PROMPT: Give back all the data exactly, line by line.
++++ EXCERPTED DATA ++++
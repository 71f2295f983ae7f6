//! Config command implementation

use std::path::Path;

use anyhow::{Context, Result};
use finpulse_core::config::default_config_path;
use finpulse_core::Config;

/// Where the active config came from, for display
pub fn config_source(explicit: Option<&Path>) -> String {
    match explicit {
        Some(path) => path.display().to_string(),
        None => match default_config_path() {
            Some(path) if path.exists() => path.display().to_string(),
            Some(path) => format!("(defaults; {} not found)", path.display()),
            None => "(defaults)".to_string(),
        },
    }
}

pub fn cmd_config(config: &Config, explicit: Option<&Path>) -> Result<()> {
    println!();
    println!("⚙️  Configuration");
    println!("   ─────────────────────────────────────────────");
    println!("   Source: {}", config_source(explicit));
    println!();

    let rendered =
        serde_json::to_string_pretty(config).context("Failed to serialize config")?;
    for line in rendered.lines() {
        println!("   {}", line);
    }
    println!();
    Ok(())
}
//! Finance report - snapshot, spending summary and evaluation in one view
//!
//! This is the payload the dashboard API returns and the assistant receives as
//! grounding context.

use chrono::{DateTime, Utc};
use serde::{Deserialize, Serialize};

use crate::config::Config;
use crate::error::Result;
use crate::evaluate::{evaluate_with, Evaluation};
use crate::models::{Account, Period, Transaction};
use crate::snapshot::{build, build_empty, Snapshot};
use crate::summary::{summarize_for, transactions_in_window, SpendingSummary};

#[derive(Debug, Clone, PartialEq, Serialize, Deserialize)]
#[serde(rename_all = "camelCase")]
pub struct FinanceReport {
    pub generated_at: DateTime<Utc>,
    pub snapshot: Snapshot,
    pub spending_summary: SpendingSummary,
    pub evaluation: Evaluation,
}

impl FinanceReport {
    /// Compact JSON for embedding in an assistant prompt
    pub fn to_grounding_json(&self) -> Result<String> {
        Ok(serde_json::to_string(self)?)
    }
}

/// Run snapshot -> summary -> evaluation for one period
///
/// The spending summary covers the same window the snapshot charts. With no
/// accounts and no transactions at all, the empty snapshot is used.
pub fn build_report(
    config: &Config,
    period: Period,
    accounts: &[Account],
    transactions: &[Transaction],
    now: DateTime<Utc>,
) -> FinanceReport {
    let snapshot = if accounts.is_empty() && transactions.is_empty() {
        build_empty(period)
    } else {
        build(period, accounts, transactions, now)
    };

    let windowed = transactions_in_window(transactions, period, now);
    let spending_summary = summarize_for(period.as_str(), &windowed);
    let evaluation = evaluate_with(&config.evaluation, &snapshot, Some(&spending_summary));

    tracing::info!(
        period = period.as_str(),
        accounts = accounts.len(),
        transactions = transactions.len(),
        status = evaluation.status.as_str(),
        "Finance report built"
    );

    FinanceReport {
        generated_at: now,
        snapshot,
        spending_summary,
        evaluation,
    }
}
++++
ANSWER AREA:
repository 71f2295f983ae7f6
//! Config command implementation

use std::path::Path;

use anyhow::{Context, Result};
use finpulse_core::config::default_config_path;
use finpulse_core::Config;

/// Where the active config came from, for display
pub fn config_source(explicit: Option<&Path>) -> String {
    match explicit {
        Some(path) => path.display().to_string(),
        None => match default_config_path() {
            Some(path) if path.exists() => path.display().to_string(),
            Some(path) => format!("(defaults; {} not found)", path.display()),
            None => "(defaults)".to_string(),
        },
    }
}

pub fn cmd_config(config: &Config, explicit: Option<&Path>) -> Result<()> {
    println!();
    println!("⚙️  Configuration");
    println!("   ─────────────────────────────────────────────");
    println!("   Source: {}", config_source(explicit));
    println!();

    let rendered =
        serde_json::to_string_pretty(config).context("Failed to serialize config")?;
    for line in rendered.lines() {
        println!("   {}", line);
    }
    println!();
    Ok(())
}
//! Finance report - snapshot, spending summary and evaluation in one view
//!
//! This is the payload the dashboard API returns and the assistant receives as
//! grounding context.

use chrono::{DateTime, Utc};
use serde::{Deserialize, Serialize};

use crate::config::Config;
use crate::error::Result;
use crate::evaluate::{evaluate_with, Evaluation};
use crate::models::{Account, Period, Transaction};
use crate::snapshot::{build, build_empty, Snapshot};
use crate::summary::{summarize_for, transactions_in_window, SpendingSummary};

#[derive(Debug, Clone, PartialEq, Serialize, Deserialize)]
#[serde(rename_all = "camelCase")]
pub struct FinanceReport {
    pub generated_at: DateTime<Utc>,
    pub snapshot: Snapshot,
    pub spending_summary: SpendingSummary,
    pub evaluation: Evaluation,
}

impl FinanceReport {
    /// Compact JSON for embedding in an assistant prompt
    pub fn to_grounding_json(&self) -> Result<String> {
        Ok(serde_json::to_string(self)?)
    }
}

/// Run snapshot -> summary -> evaluation for one period
///
/// The spending summary covers the same window the snapshot charts. With no
/// accounts and no transactions at all, the empty snapshot is used.
pub fn build_report(
    config: &Config,
    period: Period,
    accounts: &[Account],
    transactions: &[Transaction],
    now: DateTime<Utc>,
) -> FinanceReport {
    let snapshot = if accounts.is_empty() && transactions.is_empty() {
        build_empty(period)
    } else {
        build(period, accounts, transactions, now)
    };

    let windowed = transactions_in_window(transactions, period, now);
    let spending_summary = summarize_for(period.as_str(), &windowed);
    let evaluation = evaluate_with(&config.evaluation, &snapshot, Some(&spending_summary));

    tracing::info!(
        period = period.as_str(),
        accounts = accounts.len(),
        transactions = transactions.len(),
        status = evaluation.status.as_str(),
        "Finance report built"
    );

    FinanceReport {
        generated_at: now,
        snapshot,
        spending_summary,
        evaluation,
    }
}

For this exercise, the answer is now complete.